> [Task objective]: Your task is to find every line of the listing that includes "update" and copy it.
───── Data supplied ─────
//! Themr application: the run-to-completion decision pipeline.
//!
//! One invocation does: load and migrate settings → populate the sun-times
//! cache if absent → classify "now" against the cached pair → hand the
//! verdict to the theme-application collaborator. The pipeline is
//! single-threaded and short-lived; an external scheduler (systemd timer,
//! cron) invokes it periodically.

use anyhow::Result;
use chrono::Local;

use crate::engine::{self, ThemeVerdict};
use crate::gateway::{ConfigEvent, ConfigObserver, LogApplier, LogObserver, ThemeApplier};
use crate::provider::{SolarProvider, SunTimeProvider};
use crate::settings::{self, Settings};
use crate::suncache::{CacheError, SunTimesCache};

pub struct Themr {
    settings: Settings,
    cache: SunTimesCache,
    provider: Box<dyn SunTimeProvider>,
    applier: Box<dyn ThemeApplier>,
    observers: Vec<Box<dyn ConfigObserver>>,
}

impl Themr {
    /// Load settings (bootstrapping and migrating as needed), wire the
    /// default collaborators, and deliver any config events that occurred
    /// during loading.
    pub fn new() -> Result<Self> {
        let (settings, events) = settings::load_or_init()?;
        let cache = SunTimesCache::at_default_location()?;

        let mut observers: Vec<Box<dyn ConfigObserver>> = Vec::new();
        if settings.notifications_enabled() {
            observers.push(Box::new(LogObserver));
        }

        let themr = Self {
            settings,
            cache,
            provider: Box::new(SolarProvider),
            applier: Box::new(LogApplier),
            observers,
        };
        for event in events {
            themr.notify(event);
        }
        Ok(themr)
    }

    /// Assemble a pipeline with explicit collaborators.
    ///
    /// The caller owns the wiring; nothing registers itself globally.
    pub fn with_collaborators(
        settings: Settings,
        cache: SunTimesCache,
        provider: Box<dyn SunTimeProvider>,
        applier: Box<dyn ThemeApplier>,
        observers: Vec<Box<dyn ConfigObserver>>,
    ) -> Self {
        Self {
            settings,
            cache,
            provider,
            applier,
            observers,
        }
    }

    pub fn settings(&self) -> &Settings {
        &self.settings
    }

    fn notify(&self, event: ConfigEvent) {
        for observer in &self.observers {
            observer.on_config_event(event);
        }
    }

    /// Run the decision pipeline once.
    ///
    /// A provider that cannot supply times skips the invocation with a
    /// notice instead of failing, so the host scheduler is undisturbed. A
    /// corrupt cache is surfaced as an error rather than silently rebuilt.
    pub fn run(&self) -> Result<()> {
        self.settings.log_summary();

        if !self.cache.is_present() {
            log_block_start!("No sun times cache found, querying provider");
            match self.provider.compute(&self.settings)? {
                Some(times) => {
                    self.cache.write(&times)?;
                    self.notify(ConfigEvent::CacheRebuilt);
                }
                None => {
                    log_block_start!("Sun time provider unavailable, skipping this run");
                    return Ok(());
                }
            }
        }

        let times = self.cache.read().map_err(|err| {
            match err.downcast_ref::<CacheError>() {
                Some(CacheError::Corrupt(_)) => {
                    err.context("Run 'themr update' to rebuild the sun times cache")
                }
                _ => err,
            }
        })?;

        // Only the local time of day matters; the record's date is ignored.
        let now = Local::now();
        let verdict = engine::decide(now.time(), times.sunrise.time(), times.sunset.time());

        log_block_start!(
            "Sunrise {} · Sunset {} · Now {}",
            times.sunrise.format("%H:%M:%S"),
            times.sunset.format("%H:%M:%S"),
            now.format("%H:%M:%S")
        );
        self.apply(verdict);
        Ok(())
    }

    fn apply(&self, verdict: ThemeVerdict) {
        self.applier.on_verdict(verdict, &self.settings);
    }
}
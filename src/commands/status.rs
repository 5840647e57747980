//! `themr status` - show effective settings and the would-be verdict
//! without applying anything.

use anyhow::{Context, Result};
use chrono::Local;

use crate::engine;
use crate::settings;
use crate::suncache::SunTimesCache;

pub fn run() -> Result<()> {
    let (settings, _events) = settings::load_or_init()?;
    settings.log_summary();

    let cache = SunTimesCache::at_default_location()?;
    if !cache.is_present() {
        log_block_start!("No sun times cache, run 'themr update' to create one");
        return Ok(());
    }

    let times = cache
        .read()
        .context("Run 'themr update' to rebuild the sun times cache")?;
    let now = Local::now();
    let verdict = engine::decide(now.time(), times.sunrise.time(), times.sunset.time());

    log_block_start!("Sun times");
    log_indented!("Sunrise: {}", times.sunrise.format("%H:%M:%S"));
    log_indented!("Sunset:  {}", times.sunset.format("%H:%M:%S"));
    log_block_start!("Verdict at {}: {verdict}", now.format("%H:%M:%S"));
    Ok(())
}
─────
> [Response]:
                    err.context("Run 'themr update' to rebuild the sun times cache")
        log_block_start!("No sun times cache, run 'themr update' to create one");
        .context("Run 'themr update' to rebuild the sun times cache")?;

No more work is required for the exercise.